= Legislative districts of Cagayan de Oro =

Legislative district of the Philippines

Cagayan de Oro divided into 1st and 2nd District

The legislative districts of Cagayan de Oro are the representations of the highly urbanized city of Cagayan de Oro in the various national legislatures of the Philippines. The city is currently represented in the lower house of the Congress of the Philippines through its first and second congressional districts.

== History ==

Prior to gaining separate representation, areas now under the jurisdiction of Cagayan de Oro were represented under the historical Misamis Province (1907–1931), Misamis Oriental (1931–1969) and Region X (1978–1984).

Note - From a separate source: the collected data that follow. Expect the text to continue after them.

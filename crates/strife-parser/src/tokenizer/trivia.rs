//! Skipped source text kept for documentation and task-item harvesting.

use crate::span::Span;

/// The category of a trivia record.
#[derive(Debug, Clone, Copy, PartialEq, Eq, Hash)]
pub enum TriviaKind {
    Newline,
    Whitespace,
    /// `// ...`; the text excludes the leading `//`.
    LineComment,
    /// `/* ... */`; the text excludes both markers.
    BlockComment,
}

/// A run of skipped text.
#[derive(Debug, Clone, Copy, PartialEq, Eq)]
pub struct Trivia<'src> {
    kind: TriviaKind,
    line: usize,
    text: &'src str,
    span: Span,
}

impl<'src> Trivia<'src> {
    pub(crate) fn new(kind: TriviaKind, line: usize, text: &'src str, span: Span) -> Self {
        Self {
            kind,
            line,
            text,
            span,
        }
    }

    pub fn kind(&self) -> TriviaKind {
        self.kind
    }

    /// Line on which the trivia starts.
    pub fn line(&self) -> usize {
        self.line
    }

    pub fn text(&self) -> &'src str {
        self.text
    }

    /// Source range of the whole run, comment markers included.
    pub fn span(&self) -> Span {
        self.span
    }

    pub fn is_comment(&self) -> bool {
        matches!(self.kind, TriviaKind::LineComment | TriviaKind::BlockComment)
    }
}
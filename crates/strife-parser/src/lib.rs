//! # Strife Parser
//!
//! Declaration parser for ACS sources (ACC, BCC and GDCC dialects). It reads
//! the top-level declarations of a file and the files it includes into a
//! [`strife_core::codebase::Codebase`], skipping function and script bodies.
//!
//! ## Usage
//!
//! ```
//! # use strife_parser::{parse_str, ParseConfig, ParseError};
//!
//! fn main() -> Result<(), ParseError> {
//!     let source = r#"
//!         #library "game"
//!         namespace Game {
//!             enum Team { Red, Blue = 4 };
//!             function int Score(int team) { return 0; }
//!         }
//!     "#;
//!
//!     let codebase = parse_str("game.acs", source, ParseConfig::default())?;
//!     assert_eq!(codebase.total_features(), 3);
//!     Ok(())
//! }
//! ```

mod context;
mod doc_comment;
pub mod error;
mod parser;
mod span;
mod task_items;
mod tasks;
pub mod tokenizer;
mod value_parser;

pub use error::{Diagnostic, ErrorCode, ParseError};
pub use parser::{
    CancellationToken, FsLoader, LoadError, MemoryLoader, ParseConfig, ParseWarning, Parser,
    SourceLoader, normalize_path,
};
pub use span::Span;
pub use tasks::TaskKind;
pub use value_parser::parse_value;

use strife_core::codebase::Codebase;

/// Parses a single in-memory source.
///
/// Any `#include` other than the configured implicit ones fails with a
/// not-found error, since there is nothing to load it from.
///
/// # Errors
///
/// Returns the first fatal [`ParseError`].
pub fn parse_str(name: &str, src: &str, config: ParseConfig) -> Result<Codebase, ParseError> {
    let mut parser = Parser::with_loader(config, MemoryLoader::new());
    parser.parse_source(name, src)?;
    Ok(parser.finish())
}
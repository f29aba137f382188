//! Preprocessor-style directives: `#import`, `#library`, `#include`,
//! `#define` and `#libdefine`.
//!
//! All of them start with `#`, so each task looks at the keyword inside a
//! scope and declines without consuming anything when it is not its own.

use log::trace;
use strife_core::{
    feature::{Define, FeatureKind, Import, Include, Library},
    token::TokenKind,
};

use crate::{
    context::ParseContext,
    error::Result,
    tasks::{TaskOutcome, expect, is_word},
    tokenizer::{SkipMask, Tokenizer},
    value_parser::parse_value,
};

/// Moves past `#keyword` when the current position holds it.
fn directive(tokenizer: &mut Tokenizer<'_>, keyword: &str) -> bool {
    if !tokenizer.token().is(TokenKind::Hash) {
        return false;
    }
    let mut scope = tokenizer.begin_scope();
    let token = scope.advance_allow_eof();
    if !is_word(&token, keyword) {
        trace!(keyword, found = token.text(); "Directive keyword does not match");
        return false;
    }
    scope.accept();
    true
}

pub(super) fn import(_: &mut ParseContext, tokenizer: &mut Tokenizer<'_>) -> Result<TaskOutcome> {
    if !directive(tokenizer, "import") {
        return Ok(TaskOutcome::Declined);
    }
    let path = expect(tokenizer, TokenKind::String, "quoted import path")?;
    TaskOutcome::feature(FeatureKind::Import(Import {
        path: path.text().to_lowercase(),
    }))
}

pub(super) fn library(_: &mut ParseContext, tokenizer: &mut Tokenizer<'_>) -> Result<TaskOutcome> {
    if !directive(tokenizer, "library") {
        return Ok(TaskOutcome::Declined);
    }
    let name = expect(tokenizer, TokenKind::String, "quoted library name")?;
    TaskOutcome::feature(FeatureKind::Library(Library {
        name: name.text().to_uppercase(),
    }))
}

pub(super) fn include(_: &mut ParseContext, tokenizer: &mut Tokenizer<'_>) -> Result<TaskOutcome> {
    if !directive(tokenizer, "include") {
        return Ok(TaskOutcome::Declined);
    }
    let path = expect(tokenizer, TokenKind::String, "quoted include path")?;
    TaskOutcome::feature(FeatureKind::Include(Include {
        path: path.text().to_string(),
    }))
}

pub(super) fn define(_: &mut ParseContext, tokenizer: &mut Tokenizer<'_>) -> Result<TaskOutcome> {
    if !directive(tokenizer, "define") {
        return Ok(TaskOutcome::Declined);
    }
    parse_define(tokenizer).map(FeatureKind::Define).and_then(TaskOutcome::feature)
}

pub(super) fn lib_define(
    _: &mut ParseContext,
    tokenizer: &mut Tokenizer<'_>,
) -> Result<TaskOutcome> {
    if !directive(tokenizer, "libdefine") {
        return Ok(TaskOutcome::Declined);
    }
    parse_define(tokenizer).map(FeatureKind::LibDefine).and_then(TaskOutcome::feature)
}

/// `KEY value...` up to the end of the line.
fn parse_define(tokenizer: &mut Tokenizer<'_>) -> Result<Define> {
    let key = expect(tokenizer, TokenKind::Symbol, "define name")?;

    // The line break ends the value, so it must surface as a token.
    let mask = tokenizer.mask();
    tokenizer.set_mask(mask - SkipMask::NEWLINE);
    tokenizer.advance_allow_eof();
    let value = parse_value(tokenizer);
    tokenizer.set_mask(mask);

    Ok(Define {
        key: key.text().to_uppercase(),
        value: value?,
    })
}
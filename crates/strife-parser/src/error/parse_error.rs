//! The fatal error returned by a parse run.

use std::fmt;

use crate::{error::Diagnostic, tasks::TaskKind};

/// A type alias for `Result<T, Diagnostic>`.
pub type Result<T> = std::result::Result<T, Diagnostic>;

/// A fatal diagnostic together with where it happened.
///
/// Carries the text of the file that failed so callers can render source
/// snippets for the diagnostic's labels.
#[derive(Debug, Clone)]
pub struct ParseError {
    diagnostic: Diagnostic,
    file: String,
    line: usize,
    task: Option<TaskKind>,
    src: String,
}

impl ParseError {
    pub fn new(diagnostic: Diagnostic, file: impl Into<String>, line: usize) -> Self {
        Self {
            diagnostic,
            file: file.into(),
            line,
            task: None,
            src: String::new(),
        }
    }

    /// Records the grammar task that was running.
    pub fn with_task(mut self, task: TaskKind) -> Self {
        self.task = Some(task);
        self
    }

    /// Attaches the source text of the failing file.
    pub fn with_source(mut self, src: impl Into<String>) -> Self {
        self.src = src.into();
        self
    }

    pub fn diagnostic(&self) -> &Diagnostic {
        &self.diagnostic
    }

    /// File that failed, as given to or resolved by the parser.
    pub fn file(&self) -> &str {
        &self.file
    }

    /// One-based line at which the failure was detected.
    pub fn line(&self) -> usize {
        self.line
    }

    pub fn task(&self) -> Option<TaskKind> {
        self.task
    }

    pub fn source_text(&self) -> &str {
        &self.src
    }
}

impl fmt::Display for ParseError {
    fn fmt(&self, f: &mut fmt::Formatter<'_>) -> fmt::Result {
        // Line 0 marks errors that belong to the file as a whole.
        if self.line == 0 {
            write!(f, "{}: {}", self.file, self.diagnostic)?;
        } else {
            write!(f, "{}:{}: {}", self.file, self.line, self.diagnostic)?;
        }
        if let Some(task) = self.task {
            write!(f, " (while parsing {task})")?;
        }
        Ok(())
    }
}

impl std::error::Error for ParseError {}

#[cfg(test)]
mod tests {
    use super::*;
    use crate::error::ErrorCode;

    #[test]
    fn test_display_without_task() {
        let err = ParseError::new(
            Diagnostic::error("unknown symbol `)`").with_code(ErrorCode::E102),
            "map01.acs",
            3,
        );
        assert_eq!(err.to_string(), "map01.acs:3: error[E102]: unknown symbol `)`");
    }

    #[test]
    fn test_display_without_line() {
        let err = ParseError::new(
            Diagnostic::error("cancelled").with_code(ErrorCode::E300),
            "main.acs",
            0,
        );
        assert_eq!(err.to_string(), "main.acs: error[E300]: cancelled");
    }

    #[test]
    fn test_display_with_task() {
        let err = ParseError::new(Diagnostic::error("expected `;`"), "lib.acs", 9)
            .with_task(TaskKind::Variable)
            .with_source("int a = 1 }");
        assert_eq!(
            err.to_string(),
            "lib.acs:9: error: expected `;` (while parsing variable declaration)"
        );
        assert_eq!(err.source_text(), "int a = 1 }");
        assert_eq!(err.task(), Some(TaskKind::Variable));
    }
}
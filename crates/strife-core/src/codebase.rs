//! The namespace-scoped document tree.
//!
//! # Overview
//!
//! A [`Codebase`] holds the features and task items declared at one namespace
//! level and an ordered map of child namespaces. Two namespaces are the same
//! child when their [`NamespaceKey`]s are equal, so reopening
//! `namespace Foo { ... }` later in a file, or in another file, adds to the
//! existing child.
//!
//! Trees are assembled with a [`CodebaseBuilder`], which keeps every node in a
//! flat arena and tracks the current position with a stack of indices. The
//! finished tree is an owned recursive value with no back references.
//!
//! # Example
//!
//! ```
//! use strife_core::{
//!     codebase::{CodebaseBuilder, NamespaceKey},
//!     feature::{Feature, FeatureKind, Library},
//! };
//!
//! let mut builder = CodebaseBuilder::new();
//! builder.enter_namespace(NamespaceKey::named(false, "Gameplay"));
//! builder.add_feature(Feature::new(
//!     FeatureKind::Library(Library { name: "GAME".to_string() }),
//!     1,
//! ));
//! builder.leave_namespace().unwrap();
//!
//! let codebase = builder.finish();
//! let child = codebase.namespace(&NamespaceKey::named(false, "Gameplay")).unwrap();
//! assert_eq!(child.features().len(), 1);
//! ```

use std::fmt;

use indexmap::IndexMap;
use log::trace;
use thiserror::Error;

use crate::{feature::Feature, identifier::Id, task_item::TaskItem};

/// Identity of a namespace: its strict flag and optional name.
#[derive(Debug, Clone, Copy, PartialEq, Eq, Hash)]
pub struct NamespaceKey {
    strict: bool,
    name: Option<Id>,
}

impl NamespaceKey {
    pub fn new(strict: bool, name: Option<Id>) -> Self {
        Self { strict, name }
    }

    /// A named namespace such as `strict namespace Foo`.
    pub fn named(strict: bool, name: &str) -> Self {
        Self::new(strict, Some(Id::new(name)))
    }

    /// An anonymous `namespace { ... }` block.
    pub fn anonymous(strict: bool) -> Self {
        Self::new(strict, None)
    }

    pub fn is_strict(&self) -> bool {
        self.strict
    }

    pub fn name(&self) -> Option<Id> {
        self.name
    }
}

impl fmt::Display for NamespaceKey {
    fn fmt(&self, f: &mut fmt::Formatter<'_>) -> fmt::Result {
        if self.strict {
            f.write_str("strict ")?;
        }
        match self.name {
            Some(name) => write!(f, "namespace {name}"),
            None => f.write_str("namespace <anonymous>"),
        }
    }
}

/// One level of the document tree.
#[derive(Debug, Clone, Default, PartialEq, Eq)]
pub struct Codebase {
    task_items: Vec<TaskItem>,
    features: Vec<Feature>,
    namespaces: IndexMap<NamespaceKey, Codebase>,
}

impl Codebase {
    /// Creates an empty codebase.
    pub fn new() -> Self {
        Self::default()
    }

    /// Features declared directly at this level, in declaration order.
    pub fn features(&self) -> &[Feature] {
        &self.features
    }

    /// Task items harvested while this level was current.
    pub fn task_items(&self) -> &[TaskItem] {
        &self.task_items
    }

    /// Child namespaces in the order they were first opened.
    pub fn namespaces(&self) -> impl Iterator<Item = (&NamespaceKey, &Codebase)> {
        self.namespaces.iter()
    }

    /// Looks up a child namespace by key.
    pub fn namespace(&self, key: &NamespaceKey) -> Option<&Codebase> {
        self.namespaces.get(key)
    }

    pub fn push_feature(&mut self, feature: Feature) {
        self.features.push(feature);
    }

    pub fn push_task_item(&mut self, item: TaskItem) {
        self.task_items.push(item);
    }

    /// Inserts a child namespace, replacing any child with the same key.
    pub fn insert_namespace(&mut self, key: NamespaceKey, child: Codebase) {
        self.namespaces.insert(key, child);
    }

    /// Counts features at this level and below.
    pub fn total_features(&self) -> usize {
        self.features.len()
            + self
                .namespaces
                .values()
                .map(Codebase::total_features)
                .sum::<usize>()
    }

    /// Collects task items from this level and below, depth-first.
    pub fn all_task_items(&self) -> Vec<&TaskItem> {
        let mut items: Vec<&TaskItem> = self.task_items.iter().collect();
        for child in self.namespaces.values() {
            items.extend(child.all_task_items());
        }
        items
    }
}

/// Errors raised while assembling a tree.
#[derive(Debug, Clone, PartialEq, Eq, Error)]
pub enum CodebaseError {
    #[error("no namespace is open")]
    NoOpenNamespace,
}

#[derive(Debug, Default)]
struct Node {
    task_items: Vec<TaskItem>,
    features: Vec<Feature>,
    children: IndexMap<NamespaceKey, usize>,
}

const ROOT: usize = 0;

/// Arena-backed builder for a [`Codebase`].
#[derive(Debug)]
pub struct CodebaseBuilder {
    nodes: Vec<Node>,
    stack: Vec<usize>,
}

impl Default for CodebaseBuilder {
    fn default() -> Self {
        Self::new()
    }
}

impl CodebaseBuilder {
    /// Creates a builder positioned at an empty root.
    pub fn new() -> Self {
        Self {
            nodes: vec![Node::default()],
            stack: vec![ROOT],
        }
    }

    fn current(&self) -> usize {
        self.stack.last().copied().unwrap_or(ROOT)
    }

    /// Number of namespaces currently open.
    pub fn depth(&self) -> usize {
        self.stack.len() - 1
    }

    /// Makes the child keyed by `key` current, creating it if needed.
    pub fn enter_namespace(&mut self, key: NamespaceKey) {
        let current = self.current();
        let child = match self.nodes[current].children.get(&key) {
            Some(&existing) => existing,
            None => {
                let id = self.nodes.len();
                self.nodes.push(Node::default());
                self.nodes[current].children.insert(key, id);
                id
            }
        };
        self.stack.push(child);
        trace!(namespace:? = key, depth = self.depth(); "Entered namespace");
    }

    /// Returns to the parent of the current namespace.
    ///
    /// # Errors
    ///
    /// Returns [`CodebaseError::NoOpenNamespace`] at the root.
    pub fn leave_namespace(&mut self) -> Result<(), CodebaseError> {
        if self.stack.len() <= 1 {
            return Err(CodebaseError::NoOpenNamespace);
        }
        self.stack.pop();
        trace!(depth = self.depth(); "Left namespace");
        Ok(())
    }

    /// Appends a feature to the current namespace.
    pub fn add_feature(&mut self, feature: Feature) {
        let current = self.current();
        self.nodes[current].features.push(feature);
    }

    /// Appends a task item to the current namespace.
    pub fn add_task_item(&mut self, item: TaskItem) {
        let current = self.current();
        self.nodes[current].task_items.push(item);
    }

    /// Consumes the builder and produces the owned tree.
    ///
    /// Namespaces still open are closed implicitly.
    pub fn finish(mut self) -> Codebase {
        assemble(&mut self.nodes, ROOT)
    }
}

fn assemble(nodes: &mut [Node], id: usize) -> Codebase {
    let node = std::mem::take(&mut nodes[id]);
    let namespaces = node
        .children
        .into_iter()
        .map(|(key, child)| (key, assemble(nodes, child)))
        .collect();
    Codebase {
        task_items: node.task_items,
        features: node.features,
        namespaces,
    }
}
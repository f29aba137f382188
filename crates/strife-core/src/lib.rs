//! Strife Core Types and Definitions
//!
//! This crate provides the shared vocabulary of the Strife ACS front end.
//! It includes:
//!
//! - **Identifiers**: String-interned identifiers ([`identifier::Id`])
//! - **Tokens**: Lexical token kinds and the keyword table ([`token`] module)
//! - **Values**: Un-evaluated expression trees ([`value`] module)
//! - **Features**: Top-level declarations recognised in source ([`feature`] module)
//! - **Documentation**: Parsed documentation comments ([`doc`] module)
//! - **Task items**: `TODO`-style comment annotations ([`task_item`] module)
//! - **Codebase**: The namespace-scoped document tree ([`codebase`] module)

pub mod codebase;
pub mod doc;
pub mod feature;
pub mod identifier;
pub mod task_item;
pub mod token;
pub mod value;
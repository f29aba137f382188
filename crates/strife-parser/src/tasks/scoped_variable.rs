//! `world int 1:name;` and `global int 2:name[];`

use strife_core::{
    feature::{FeatureKind, ScopedVariable},
    token::TokenKind,
};

use crate::{
    context::ParseContext,
    error::Result,
    tasks::{TaskOutcome, check, expect},
    tokenizer::Tokenizer,
};

pub(super) fn world(_: &mut ParseContext, tokenizer: &mut Tokenizer<'_>) -> Result<TaskOutcome> {
    if tokenizer.kind() != TokenKind::World {
        return Ok(TaskOutcome::Declined);
    }
    parse_scoped(tokenizer).map(FeatureKind::WorldVariable).and_then(TaskOutcome::feature)
}

pub(super) fn global(_: &mut ParseContext, tokenizer: &mut Tokenizer<'_>) -> Result<TaskOutcome> {
    if tokenizer.kind() != TokenKind::Global {
        return Ok(TaskOutcome::Declined);
    }
    parse_scoped(tokenizer).map(FeatureKind::GlobalVariable).and_then(TaskOutcome::feature)
}

fn parse_scoped(tokenizer: &mut Tokenizer<'_>) -> Result<ScopedVariable> {
    let ty = expect(tokenizer, TokenKind::Symbol, "variable type")?;
    let index = expect(tokenizer, TokenKind::Number, "variable index")?;
    expect(tokenizer, TokenKind::Colon, "`:` after the index")?;
    let name = expect(tokenizer, TokenKind::Symbol, "variable name")?;

    let mut next = tokenizer.advance_allow_eof();
    let is_array = next.is(TokenKind::LBracket);
    if is_array {
        expect(tokenizer, TokenKind::RBracket, "`]`")?;
        next = tokenizer.advance_allow_eof();
    }
    check(next, TokenKind::Semicolon, "`;`")?;

    Ok(ScopedVariable {
        ty: ty.text().to_lowercase(),
        index: index.text().to_string(),
        name: name.text().to_string(),
        is_array,
    })
}
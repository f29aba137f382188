//! Configuration file loading for the CLI
//!
//! This module handles finding and loading TOML configuration files
//! from various locations (explicit path, local directory, system directory).

use std::{
    fs,
    path::{Path, PathBuf},
};

use directories::ProjectDirs;
use log::{debug, info};
use thiserror::Error;

use strife::{StrifeError, config::AppConfig};

/// Configuration-related errors for CLI
#[derive(Debug, Error)]
pub enum ConfigError {
    #[error("Failed to parse TOML configuration: {0}")]
    Parse(String),

    #[error("Missing configuration file: {0}")]
    MissingFile(PathBuf),
}

impl From<ConfigError> for StrifeError {
    fn from(err: ConfigError) -> Self {
        StrifeError::Config(err.to_string())
    }
}

/// Find and load configuration from various locations
///
/// Search order:
/// 1. Explicit path if provided
/// 2. Local project directory (strife/config.toml)
/// 3. Platform-specific config directory
/// 4. Default config if none found
///
/// # Errors
///
/// Returns error if the explicit path does not exist, or if a config file
/// exists but cannot be read or parsed.
pub fn load_config(explicit_path: Option<impl AsRef<Path>>) -> Result<AppConfig, StrifeError> {
    if let Some(path) = explicit_path {
        let path = path.as_ref();
        info!(path = path.display().to_string(); "Loading configuration from explicit path");
        return load_config_file(path);
    }

    let local_config = Path::new("strife/config.toml");
    if local_config.exists() {
        info!(path = local_config.display().to_string(); "Loading configuration from local path");
        return load_config_file(local_config);
    }

    if let Some(proj_dirs) = ProjectDirs::from("com", "strife", "strife") {
        let system_config = proj_dirs.config_dir().join("config.toml");
        if system_config.exists() {
            info!(path = system_config.display().to_string(); "Loading configuration from system path");
            return load_config_file(system_config);
        }
        debug!(path = system_config.display().to_string(); "System configuration file not found");
    } else {
        debug!("Could not determine platform-specific config directory");
    }

    debug!("No configuration file found, using default configuration");
    Ok(AppConfig::default())
}

fn load_config_file(path: impl AsRef<Path>) -> Result<AppConfig, StrifeError> {
    let path = path.as_ref();
    if !path.exists() {
        return Err(ConfigError::MissingFile(path.to_path_buf()).into());
    }

    let content = fs::read_to_string(path)?;
    let config: AppConfig =
        toml::from_str(&content).map_err(|e| ConfigError::Parse(e.to_string()))?;
    Ok(config)
}
//! Byte ranges into source text.

use std::ops::Range;

/// A half-open byte range in one source file.
#[derive(Debug, Clone, Copy, Default, PartialEq, Eq, Hash)]
pub struct Span {
    start: usize,
    end: usize,
}

impl Span {
    /// Create a new span from a byte range.
    pub fn new(range: Range<usize>) -> Self {
        Self {
            start: range.start,
            end: range.end.max(range.start),
        }
    }

    pub fn start(&self) -> usize {
        self.start
    }

    pub fn end(&self) -> usize {
        self.end
    }

    pub fn len(&self) -> usize {
        self.end - self.start
    }

    pub fn is_empty(&self) -> bool {
        self.start == self.end
    }

    /// The smallest span covering both `self` and `other`.
    pub fn union(&self, other: Span) -> Span {
        Span::new(self.start.min(other.start)..self.end.max(other.end))
    }
}

impl From<Range<usize>> for Span {
    fn from(range: Range<usize>) -> Self {
        Self::new(range)
    }
}
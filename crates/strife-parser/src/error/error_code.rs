//! Error codes for the Strife diagnostic system.
//!
//! Error codes are organized by phase:
//! - `E0xx` - Tokenizer errors
//! - `E1xx` - Declaration errors
//! - `E2xx` - File inclusion errors
//! - `E3xx` - Run control

use std::fmt;

/// Error codes for categorizing diagnostic errors.
#[derive(Debug, Clone, Copy, PartialEq, Eq, Hash)]
pub enum ErrorCode {
    // =========================================================================
    // Tokenizer Errors (E0xx)
    // =========================================================================
    /// Unexpected end of input.
    ///
    /// The file ended in the middle of a declaration.
    E001,

    // =========================================================================
    // Declaration Errors (E1xx)
    // =========================================================================
    /// Unexpected token.
    ///
    /// A declaration was recognised but a later token does not fit it.
    E100,

    /// Duplicate modifier.
    ///
    /// A script declares `clientside` twice or more than one activator.
    E101,

    /// Unknown symbol.
    ///
    /// No declaration form matches the input at this position.
    E102,

    /// Unterminated body.
    ///
    /// A function or script body is missing its closing brace.
    E103,

    /// Unbalanced namespace close.
    ///
    /// A `}` was found at top level with no namespace open.
    E104,

    /// Unknown documentation tag.
    ///
    /// A `/** */` comment uses an `@tag` that is not recognised.
    E105,

    // =========================================================================
    // Inclusion Errors (E2xx)
    // =========================================================================
    /// Included file not found.
    E200,

    /// File included more than once.
    ///
    /// Every file may be parsed at most once per run.
    E201,

    /// File could not be read.
    E202,

    // =========================================================================
    // Run Control (E3xx)
    // =========================================================================
    /// Parse cancelled.
    ///
    /// The cancellation token was set while the run was in progress.
    E300,
}

impl ErrorCode {
    /// Returns the code as a string (e.g., "E001").
    pub fn as_str(&self) -> &'static str {
        match self {
            ErrorCode::E001 => "E001",
            ErrorCode::E100 => "E100",
            ErrorCode::E101 => "E101",
            ErrorCode::E102 => "E102",
            ErrorCode::E103 => "E103",
            ErrorCode::E104 => "E104",
            ErrorCode::E105 => "E105",
            ErrorCode::E200 => "E200",
            ErrorCode::E201 => "E201",
            ErrorCode::E202 => "E202",
            ErrorCode::E300 => "E300",
        }
    }

    /// Returns a short description of what this error code means.
    pub fn description(&self) -> &'static str {
        match self {
            ErrorCode::E001 => "unexpected end of input",
            ErrorCode::E100 => "unexpected token",
            ErrorCode::E101 => "duplicate modifier",
            ErrorCode::E102 => "unknown symbol",
            ErrorCode::E103 => "unterminated body",
            ErrorCode::E104 => "unbalanced namespace close",
            ErrorCode::E105 => "unknown documentation tag",
            ErrorCode::E200 => "included file not found",
            ErrorCode::E201 => "file included more than once",
            ErrorCode::E202 => "file could not be read",
            ErrorCode::E300 => "parse cancelled",
        }
    }
}

impl fmt::Display for ErrorCode {
    fn fmt(&self, f: &mut fmt::Formatter<'_>) -> fmt::Result {
        write!(f, "{}", self.as_str())
    }
}

#[cfg(test)]
mod tests {
    use super::*;

    #[test]
    fn test_error_code_display() {
        assert_eq!(ErrorCode::E001.to_string(), "E001");
        assert_eq!(ErrorCode::E201.to_string(), "E201");
    }

    #[test]
    fn test_error_code_description() {
        assert_eq!(ErrorCode::E103.description(), "unterminated body");
        assert_eq!(ErrorCode::E300.description(), "parse cancelled");
    }
}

By virtue of being classified as a highly urbanized city on November 22, 1983, Cagayan de Oro was granted separate representation for the first time in the Regular Batasang Pambansa, electing one representative, at large, in 1984.

Under the new Constitution which was proclaimed on February 11, 1987, the city constituted a lone congressional district, and elected its member to the restored House of Representatives starting that same year.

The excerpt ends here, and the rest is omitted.